Después de leer por segunda vez la Carta al padre, del atormentado Franz Kafka
(la primera fue durante mi época universitaria), sigo sin tener un concepto
claro sobre el espíritu que la anima.
No sé si pretendía en estas páginas elaborar un memorándum, expeler un gargajo,
mechar una venganza a fuego lento, limpiar su conciencia o construir una
ficción que acreciese su leyenda de torturado. No lo sé, francamente. No dudo
del dolor infantil o vital del escritor checo, pero quizá sí resulte legítimo
dudar de sus dimensiones oceánicas. El dibujo que Franz nos deja es,
admitámoslo, inequívocamente maniqueo, por más que finja ecuanimidad. Nos
ofrece ante los ojos a un hombre enérgico, gruñón, malhumorado, déspota,
machista, clasista, misógino, que jamás permitió a su hijo sentirse relajado y
feliz en su conexión con los demás (“Entre las personas que, en mi niñez,
tuvieron para mí alguna importancia, cítame una sola a quien tú no hayas
criticado al menos una vez hasta dejarla por los suelos”), que reprodujo clichés
educativos que sobre él se habían vertido en la infancia (“Sólo puedes tratar a
un niño según te han hecho a ti mismo, con dureza, gritos y cólera, y en tu
caso este trato te parecía además muy adecuado”), que se burló sarcásticamente
del escritor cuando éste le comunicó su voluntad de contraer matrimonio (alegó
que a la muchacha le había bastado con ponerse una blusa bonita para metérselo
en el bolsillo) y que, en todo momento, ha constituido para él un obstáculo
físico y mental (“A veces imagino el mapamundi desplegado y a ti extendido
transversalmente en él. Entonces me parece que, para vivir yo, sólo puedo
contar con las zonas que tú no cubres o que quedan fuera de tu alcance. Y estas
zonas, de acuerdo con la idea que tengo de tu grandeza, no son muchas ni muy
confortables”). ¿Resulta creíble una figura tan deforme? Lo ignoro.

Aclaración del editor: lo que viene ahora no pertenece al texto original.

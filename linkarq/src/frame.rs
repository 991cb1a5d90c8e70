//! Wire-format frame: header + payload + CRC.
//!
//! ```text
//! byte 0      seq (u8)
//! byte 1      kind (0 = DATA, 1 = ACK)
//! bytes 2-3   length (u16, big-endian)
//! bytes 4..   payload (length bytes)
//! last 2      crc16 over header || payload (big-endian)
//! ```

use bytes::BytesMut;
use tokio_util::codec::{Decoder, Encoder};

use crate::crc::{crc16, crc16_is_valid};
use crate::error::FrameError;

/// Maximum payload size for a DATA frame.
pub const MAX_PAYLOAD: usize = 100;

const HEADER_LEN: usize = 4;
const CRC_LEN: usize = 2;
const MIN_FRAME_LEN: usize = HEADER_LEN + CRC_LEN;

/// Discriminates a data-carrying frame from an acknowledgment.
#[derive(Debug, Clone, Copy, PartialEq, Eq)]
pub enum FrameKind {
    Data,
    Ack,
}

impl FrameKind {
    fn to_byte(self) -> u8 {
        match self {
            FrameKind::Data => 0,
            FrameKind::Ack => 1,
        }
    }

    fn from_byte(byte: u8) -> Self {
        if byte == 0 {
            FrameKind::Data
        } else {
            FrameKind::Ack
        }
    }
}

/// A single frame, either carrying a chunk of the message or
/// acknowledging one.
#[derive(Debug, Clone, PartialEq, Eq)]
pub struct Frame {
    pub seq: u8,
    pub kind: FrameKind,
    pub payload: Vec<u8>,
}

impl Frame {
    /// Build a DATA frame. `payload` must be at most [`MAX_PAYLOAD`] bytes;
    /// the sender's fragmentation step guarantees this.
    pub fn data(seq: u8, payload: Vec<u8>) -> Self {
        debug_assert!(payload.len() <= MAX_PAYLOAD);
        Self {
            seq,
            kind: FrameKind::Data,
            payload,
        }
    }

    /// Build an ACK frame for sequence number `seq`.
    pub fn ack(seq: u8) -> Self {
        Self {
            seq,
            kind: FrameKind::Ack,
            payload: Vec::new(),
        }
    }

    /// Serializes the frame to its wire representation, appending a
    /// freshly computed CRC.
    pub fn serialize(&self) -> Vec<u8> {
        let mut body = Vec::with_capacity(HEADER_LEN + self.payload.len() + CRC_LEN);
        body.push(self.seq);
        body.push(self.kind.to_byte());
        body.extend_from_slice(&(self.payload.len() as u16).to_be_bytes());
        body.extend_from_slice(&self.payload);

        let crc = crc16(&body);
        body.extend_from_slice(&crc.to_be_bytes());
        body
    }

    /// Parses a frame from `bytes`. Returns the frame together with a
    /// `crc_valid` flag -- the frame is returned even when the CRC check
    /// fails, so a caller may still inspect the claimed sequence number,
    /// but `crc_valid` is the authoritative integrity signal. Fails only
    /// on structural problems: too short, or a declared length the
    /// buffer can't back.
    pub fn deserialize(bytes: &[u8]) -> Result<(Frame, bool), FrameError> {
        if bytes.len() < MIN_FRAME_LEN {
            return Err(FrameError::TooShort { len: bytes.len() });
        }

        let seq = bytes[0];
        let kind = FrameKind::from_byte(bytes[1]);
        let length = u16::from_be_bytes([bytes[2], bytes[3]]) as usize;
        let total = HEADER_LEN + length + CRC_LEN;

        if bytes.len() < total {
            return Err(FrameError::LengthMismatch {
                declared: length,
                available: bytes.len(),
            });
        }

        let payload = bytes[HEADER_LEN..HEADER_LEN + length].to_vec();
        let crc_valid = crc16_is_valid(&bytes[..total]);

        Ok((Frame { seq, kind, payload }, crc_valid))
    }
}

/// `tokio_util` codec over [`Frame`], for driving frames through a
/// `FramedRead`/`FramedWrite` pair. Not used by [`crate::channel`]'s
/// in-process simulation, which talks `Vec<u8>` directly, but kept as the
/// byte-stream-oriented entry point for a real serial/socket transport.
#[derive(Debug, Default)]
pub struct FrameCodec;

impl Encoder<Frame> for FrameCodec {
    type Error = std::io::Error;

    fn encode(&mut self, item: Frame, dst: &mut BytesMut) -> Result<(), Self::Error> {
        dst.extend_from_slice(&item.serialize());
        Ok(())
    }
}

impl Decoder for FrameCodec {
    type Item = Frame;
    type Error = std::io::Error;

    fn decode(&mut self, src: &mut BytesMut) -> Result<Option<Frame>, Self::Error> {
        if src.len() < MIN_FRAME_LEN {
            return Ok(None);
        }

        let length = u16::from_be_bytes([src[2], src[3]]) as usize;
        let total = HEADER_LEN + length + CRC_LEN;
        if src.len() < total {
            return Ok(None);
        }

        let bytes = src.split_to(total);
        match Frame::deserialize(&bytes) {
            Ok((frame, true)) => Ok(Some(frame)),
            Ok((_, false)) => Err(std::io::Error::new(
                std::io::ErrorKind::InvalidData,
                "frame failed CRC check",
            )),
            Err(e) => Err(std::io::Error::new(std::io::ErrorKind::InvalidData, e.to_string())),
        }
    }
}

Dos instantes me han llamado la atención, al margen
de las estridencias de la duda: el primero es cuando Franz recuerda aquella vez
en que, tras desvestirse junto a su padre en una caseta de baño, se sintió
intimidado y abochornado por la corpulencia de su progenitor, tan distinta de
su flacura coleóptera; el segundo, ese detalle melancólico que acontece cuando,
tras rememorar a las dos mujeres con las que pudo casarse y no lo hizo, Franz
anota: “Ninguna de las dos muchachas me ha decepcionado, y yo, en cambio, las
he decepcionado a las dos”.
El interés literario
de estas páginas no pasaría, a mi entender, del aprobado por los pelos.